---------- Available records

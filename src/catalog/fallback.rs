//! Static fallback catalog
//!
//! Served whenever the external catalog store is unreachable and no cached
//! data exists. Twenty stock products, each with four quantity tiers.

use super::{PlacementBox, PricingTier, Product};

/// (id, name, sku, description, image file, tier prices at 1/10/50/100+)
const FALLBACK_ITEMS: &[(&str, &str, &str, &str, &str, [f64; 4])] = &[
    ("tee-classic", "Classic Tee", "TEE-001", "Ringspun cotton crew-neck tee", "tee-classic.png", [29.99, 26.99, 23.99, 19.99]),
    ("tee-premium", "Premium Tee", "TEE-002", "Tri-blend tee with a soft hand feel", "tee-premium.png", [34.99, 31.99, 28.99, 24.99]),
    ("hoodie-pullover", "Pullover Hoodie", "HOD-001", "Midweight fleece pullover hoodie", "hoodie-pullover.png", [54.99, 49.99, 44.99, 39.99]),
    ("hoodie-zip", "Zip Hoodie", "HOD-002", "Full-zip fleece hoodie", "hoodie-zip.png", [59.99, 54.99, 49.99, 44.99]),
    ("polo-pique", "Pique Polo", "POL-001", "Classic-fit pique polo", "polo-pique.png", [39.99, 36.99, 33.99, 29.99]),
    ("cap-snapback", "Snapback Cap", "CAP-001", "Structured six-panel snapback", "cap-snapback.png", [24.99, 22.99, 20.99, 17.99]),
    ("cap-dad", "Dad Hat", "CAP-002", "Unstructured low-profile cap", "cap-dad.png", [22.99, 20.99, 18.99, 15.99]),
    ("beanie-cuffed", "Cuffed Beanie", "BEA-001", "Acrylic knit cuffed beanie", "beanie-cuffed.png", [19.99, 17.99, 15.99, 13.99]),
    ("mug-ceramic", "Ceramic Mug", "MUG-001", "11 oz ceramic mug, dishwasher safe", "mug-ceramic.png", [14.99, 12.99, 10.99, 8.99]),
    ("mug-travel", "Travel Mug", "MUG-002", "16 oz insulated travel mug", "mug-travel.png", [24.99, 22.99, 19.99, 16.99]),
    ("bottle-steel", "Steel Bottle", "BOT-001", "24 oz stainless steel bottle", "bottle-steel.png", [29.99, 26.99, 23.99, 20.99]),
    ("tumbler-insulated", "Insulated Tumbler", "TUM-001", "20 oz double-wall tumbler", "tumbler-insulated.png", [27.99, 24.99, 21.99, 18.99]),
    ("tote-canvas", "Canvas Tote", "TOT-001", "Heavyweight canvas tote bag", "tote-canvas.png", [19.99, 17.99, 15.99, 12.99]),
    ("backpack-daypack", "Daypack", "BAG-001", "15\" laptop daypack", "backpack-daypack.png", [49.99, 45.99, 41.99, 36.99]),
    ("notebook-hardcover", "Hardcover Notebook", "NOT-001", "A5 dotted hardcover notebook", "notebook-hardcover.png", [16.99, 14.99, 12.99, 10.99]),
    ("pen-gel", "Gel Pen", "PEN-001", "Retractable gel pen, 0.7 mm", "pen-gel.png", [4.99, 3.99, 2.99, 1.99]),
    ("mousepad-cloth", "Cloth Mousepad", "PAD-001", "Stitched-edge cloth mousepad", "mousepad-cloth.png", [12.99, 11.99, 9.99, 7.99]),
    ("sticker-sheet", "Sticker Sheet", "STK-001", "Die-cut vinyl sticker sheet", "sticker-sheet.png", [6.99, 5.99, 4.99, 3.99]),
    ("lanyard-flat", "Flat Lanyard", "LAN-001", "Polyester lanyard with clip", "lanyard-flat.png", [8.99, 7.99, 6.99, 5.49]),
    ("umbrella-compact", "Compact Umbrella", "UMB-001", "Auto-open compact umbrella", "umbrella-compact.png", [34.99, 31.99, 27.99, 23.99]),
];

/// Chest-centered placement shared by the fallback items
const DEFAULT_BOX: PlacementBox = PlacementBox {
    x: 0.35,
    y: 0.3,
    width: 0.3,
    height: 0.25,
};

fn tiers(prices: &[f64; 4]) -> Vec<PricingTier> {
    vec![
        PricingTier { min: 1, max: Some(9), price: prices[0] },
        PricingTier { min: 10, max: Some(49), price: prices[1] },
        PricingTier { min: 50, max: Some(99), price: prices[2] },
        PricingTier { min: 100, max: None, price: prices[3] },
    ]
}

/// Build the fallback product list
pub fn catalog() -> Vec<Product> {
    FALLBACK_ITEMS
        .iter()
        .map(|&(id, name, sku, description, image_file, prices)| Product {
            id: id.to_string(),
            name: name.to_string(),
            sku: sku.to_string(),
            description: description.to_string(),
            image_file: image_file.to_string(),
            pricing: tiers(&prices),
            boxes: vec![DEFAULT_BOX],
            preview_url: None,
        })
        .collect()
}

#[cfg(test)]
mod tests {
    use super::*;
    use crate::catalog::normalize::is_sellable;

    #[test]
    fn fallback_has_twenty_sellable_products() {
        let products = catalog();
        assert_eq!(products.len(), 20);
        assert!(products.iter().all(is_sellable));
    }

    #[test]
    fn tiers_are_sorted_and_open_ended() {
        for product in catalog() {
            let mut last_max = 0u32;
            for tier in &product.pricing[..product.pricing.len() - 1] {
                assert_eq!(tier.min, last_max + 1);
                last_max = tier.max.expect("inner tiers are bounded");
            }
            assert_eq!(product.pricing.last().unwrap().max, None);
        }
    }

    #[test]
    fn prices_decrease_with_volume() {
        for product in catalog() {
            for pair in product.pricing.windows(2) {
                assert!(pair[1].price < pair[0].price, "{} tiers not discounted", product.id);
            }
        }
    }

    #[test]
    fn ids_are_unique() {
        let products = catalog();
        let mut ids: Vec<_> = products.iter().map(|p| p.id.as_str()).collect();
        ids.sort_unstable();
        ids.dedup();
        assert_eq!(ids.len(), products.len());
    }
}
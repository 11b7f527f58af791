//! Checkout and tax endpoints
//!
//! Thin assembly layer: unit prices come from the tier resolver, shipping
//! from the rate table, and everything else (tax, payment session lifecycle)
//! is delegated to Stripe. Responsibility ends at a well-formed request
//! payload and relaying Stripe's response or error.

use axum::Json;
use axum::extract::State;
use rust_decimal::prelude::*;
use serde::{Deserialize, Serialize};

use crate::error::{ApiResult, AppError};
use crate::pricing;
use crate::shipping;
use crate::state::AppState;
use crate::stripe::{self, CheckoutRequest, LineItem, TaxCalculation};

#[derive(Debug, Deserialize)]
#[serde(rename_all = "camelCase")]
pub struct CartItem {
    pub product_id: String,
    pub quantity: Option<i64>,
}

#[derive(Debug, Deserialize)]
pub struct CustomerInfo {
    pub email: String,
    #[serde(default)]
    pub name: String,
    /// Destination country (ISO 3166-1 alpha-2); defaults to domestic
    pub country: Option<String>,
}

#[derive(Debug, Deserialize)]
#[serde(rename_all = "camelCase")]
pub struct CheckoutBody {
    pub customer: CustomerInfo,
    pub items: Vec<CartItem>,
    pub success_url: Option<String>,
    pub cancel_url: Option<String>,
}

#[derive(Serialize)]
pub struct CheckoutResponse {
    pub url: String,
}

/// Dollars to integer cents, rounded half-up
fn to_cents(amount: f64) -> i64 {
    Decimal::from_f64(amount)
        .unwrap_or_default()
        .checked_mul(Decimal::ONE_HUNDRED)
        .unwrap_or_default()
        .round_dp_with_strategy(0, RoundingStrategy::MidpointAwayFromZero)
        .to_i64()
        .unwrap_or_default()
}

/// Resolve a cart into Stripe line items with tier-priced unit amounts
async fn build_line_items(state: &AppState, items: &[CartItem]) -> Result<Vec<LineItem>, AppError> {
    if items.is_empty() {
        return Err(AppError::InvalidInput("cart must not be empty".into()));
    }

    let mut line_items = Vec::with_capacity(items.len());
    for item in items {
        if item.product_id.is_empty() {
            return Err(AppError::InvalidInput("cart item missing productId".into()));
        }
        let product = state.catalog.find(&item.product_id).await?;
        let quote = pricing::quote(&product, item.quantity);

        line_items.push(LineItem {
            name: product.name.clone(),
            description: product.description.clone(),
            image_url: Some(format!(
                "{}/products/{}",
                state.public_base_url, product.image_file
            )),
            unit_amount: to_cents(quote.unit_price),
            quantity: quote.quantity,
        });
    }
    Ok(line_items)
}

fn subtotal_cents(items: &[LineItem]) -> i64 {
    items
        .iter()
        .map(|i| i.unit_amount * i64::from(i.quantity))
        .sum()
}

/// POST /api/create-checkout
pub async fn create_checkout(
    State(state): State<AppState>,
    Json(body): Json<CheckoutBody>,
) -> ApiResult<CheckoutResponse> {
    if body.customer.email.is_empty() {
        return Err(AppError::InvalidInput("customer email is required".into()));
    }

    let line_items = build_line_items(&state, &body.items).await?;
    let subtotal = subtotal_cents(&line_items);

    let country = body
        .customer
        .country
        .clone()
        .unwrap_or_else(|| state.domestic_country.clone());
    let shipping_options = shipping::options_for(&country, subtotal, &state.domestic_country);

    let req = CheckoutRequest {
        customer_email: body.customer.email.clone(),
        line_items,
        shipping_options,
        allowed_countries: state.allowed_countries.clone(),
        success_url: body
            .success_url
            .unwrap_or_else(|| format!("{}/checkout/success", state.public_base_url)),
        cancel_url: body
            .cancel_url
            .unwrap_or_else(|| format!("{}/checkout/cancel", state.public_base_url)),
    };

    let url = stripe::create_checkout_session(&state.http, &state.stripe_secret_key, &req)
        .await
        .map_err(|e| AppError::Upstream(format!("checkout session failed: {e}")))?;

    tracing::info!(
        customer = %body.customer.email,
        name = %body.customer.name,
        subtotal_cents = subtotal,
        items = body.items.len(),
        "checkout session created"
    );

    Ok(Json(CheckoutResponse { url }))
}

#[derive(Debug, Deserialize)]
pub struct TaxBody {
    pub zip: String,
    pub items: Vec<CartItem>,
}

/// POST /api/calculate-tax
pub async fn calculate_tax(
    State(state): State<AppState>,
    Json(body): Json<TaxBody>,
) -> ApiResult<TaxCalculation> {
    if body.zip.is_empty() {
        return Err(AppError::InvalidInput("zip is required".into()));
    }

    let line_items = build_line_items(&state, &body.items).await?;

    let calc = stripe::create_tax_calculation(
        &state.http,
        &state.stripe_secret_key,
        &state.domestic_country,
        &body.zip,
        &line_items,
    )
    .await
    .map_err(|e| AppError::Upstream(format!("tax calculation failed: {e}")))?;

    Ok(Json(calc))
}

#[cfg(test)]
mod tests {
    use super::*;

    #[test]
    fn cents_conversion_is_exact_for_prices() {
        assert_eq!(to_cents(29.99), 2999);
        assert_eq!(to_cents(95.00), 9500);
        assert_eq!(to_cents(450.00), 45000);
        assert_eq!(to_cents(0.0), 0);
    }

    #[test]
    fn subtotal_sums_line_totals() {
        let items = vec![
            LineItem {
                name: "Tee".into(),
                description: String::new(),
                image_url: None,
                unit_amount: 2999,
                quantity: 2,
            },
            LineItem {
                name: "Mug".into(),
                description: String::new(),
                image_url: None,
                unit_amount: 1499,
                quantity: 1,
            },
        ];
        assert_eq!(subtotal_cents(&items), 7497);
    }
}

--------------------
---------- Available records

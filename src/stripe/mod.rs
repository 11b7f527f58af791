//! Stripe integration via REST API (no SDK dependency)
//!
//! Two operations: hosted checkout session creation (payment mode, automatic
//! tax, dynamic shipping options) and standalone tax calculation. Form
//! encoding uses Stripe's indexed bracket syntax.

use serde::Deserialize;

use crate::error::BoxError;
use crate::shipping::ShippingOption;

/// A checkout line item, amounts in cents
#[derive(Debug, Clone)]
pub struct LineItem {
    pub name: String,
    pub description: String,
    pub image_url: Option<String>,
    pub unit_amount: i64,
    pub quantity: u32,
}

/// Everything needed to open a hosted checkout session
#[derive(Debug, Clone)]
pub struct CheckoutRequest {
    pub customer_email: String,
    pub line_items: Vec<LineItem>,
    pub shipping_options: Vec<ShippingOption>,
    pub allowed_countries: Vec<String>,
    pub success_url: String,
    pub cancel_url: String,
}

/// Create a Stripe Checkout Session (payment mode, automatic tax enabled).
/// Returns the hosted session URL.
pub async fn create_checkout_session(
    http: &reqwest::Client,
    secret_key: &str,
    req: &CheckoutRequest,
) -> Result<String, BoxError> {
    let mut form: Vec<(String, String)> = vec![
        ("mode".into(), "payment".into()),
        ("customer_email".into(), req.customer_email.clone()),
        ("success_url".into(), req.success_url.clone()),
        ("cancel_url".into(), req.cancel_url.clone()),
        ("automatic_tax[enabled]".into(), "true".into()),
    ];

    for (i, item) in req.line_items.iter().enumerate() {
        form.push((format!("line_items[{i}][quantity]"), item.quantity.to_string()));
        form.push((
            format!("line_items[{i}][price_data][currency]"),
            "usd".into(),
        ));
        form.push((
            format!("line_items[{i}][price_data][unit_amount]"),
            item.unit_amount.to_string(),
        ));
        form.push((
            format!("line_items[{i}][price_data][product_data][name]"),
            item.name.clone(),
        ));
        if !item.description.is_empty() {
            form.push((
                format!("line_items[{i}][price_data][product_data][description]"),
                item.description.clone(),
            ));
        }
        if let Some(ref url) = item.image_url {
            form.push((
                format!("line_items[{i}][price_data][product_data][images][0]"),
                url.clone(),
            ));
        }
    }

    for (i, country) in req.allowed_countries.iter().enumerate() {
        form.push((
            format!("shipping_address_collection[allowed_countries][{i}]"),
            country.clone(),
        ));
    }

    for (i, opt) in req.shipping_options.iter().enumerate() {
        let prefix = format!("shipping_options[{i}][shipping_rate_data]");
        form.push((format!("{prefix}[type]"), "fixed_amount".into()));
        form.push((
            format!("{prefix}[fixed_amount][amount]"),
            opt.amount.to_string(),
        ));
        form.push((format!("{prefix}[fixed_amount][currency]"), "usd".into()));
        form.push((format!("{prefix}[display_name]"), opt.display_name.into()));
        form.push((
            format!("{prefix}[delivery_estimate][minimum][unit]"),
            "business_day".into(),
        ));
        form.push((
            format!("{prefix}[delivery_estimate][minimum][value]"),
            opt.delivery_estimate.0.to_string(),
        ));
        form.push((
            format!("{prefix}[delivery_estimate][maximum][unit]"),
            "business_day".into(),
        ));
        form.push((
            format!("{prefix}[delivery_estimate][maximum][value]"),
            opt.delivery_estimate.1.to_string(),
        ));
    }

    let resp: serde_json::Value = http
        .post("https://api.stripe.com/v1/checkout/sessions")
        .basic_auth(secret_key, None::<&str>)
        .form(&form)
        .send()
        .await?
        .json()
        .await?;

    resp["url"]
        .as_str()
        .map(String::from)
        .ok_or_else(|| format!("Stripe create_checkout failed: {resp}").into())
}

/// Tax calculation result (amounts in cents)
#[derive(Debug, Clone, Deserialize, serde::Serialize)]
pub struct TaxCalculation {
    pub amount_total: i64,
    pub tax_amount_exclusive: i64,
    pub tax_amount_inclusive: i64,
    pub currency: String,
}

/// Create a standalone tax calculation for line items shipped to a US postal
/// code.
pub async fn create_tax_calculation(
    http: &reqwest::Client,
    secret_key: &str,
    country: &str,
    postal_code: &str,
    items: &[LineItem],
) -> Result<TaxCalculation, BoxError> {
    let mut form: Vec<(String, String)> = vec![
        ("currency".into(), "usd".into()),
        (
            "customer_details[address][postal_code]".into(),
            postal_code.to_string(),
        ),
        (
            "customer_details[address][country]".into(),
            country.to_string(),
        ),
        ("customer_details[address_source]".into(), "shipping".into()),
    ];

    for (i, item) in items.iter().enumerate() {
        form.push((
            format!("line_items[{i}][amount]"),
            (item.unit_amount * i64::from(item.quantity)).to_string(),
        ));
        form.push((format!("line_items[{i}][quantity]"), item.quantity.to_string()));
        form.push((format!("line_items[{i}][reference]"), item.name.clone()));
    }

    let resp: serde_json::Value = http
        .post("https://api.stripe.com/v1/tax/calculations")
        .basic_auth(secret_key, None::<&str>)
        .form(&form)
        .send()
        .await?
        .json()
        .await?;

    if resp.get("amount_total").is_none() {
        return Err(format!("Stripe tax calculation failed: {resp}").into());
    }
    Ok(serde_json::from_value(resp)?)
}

--------------------

> **What you are asked to do**
Lines in the data that hold "enabled" must be located and copied.

> **Answer to this task**
/// Create a Stripe Checkout Session (payment mode, automatic tax enabled).
        ("automatic_tax[enabled]".into(), "true".into()),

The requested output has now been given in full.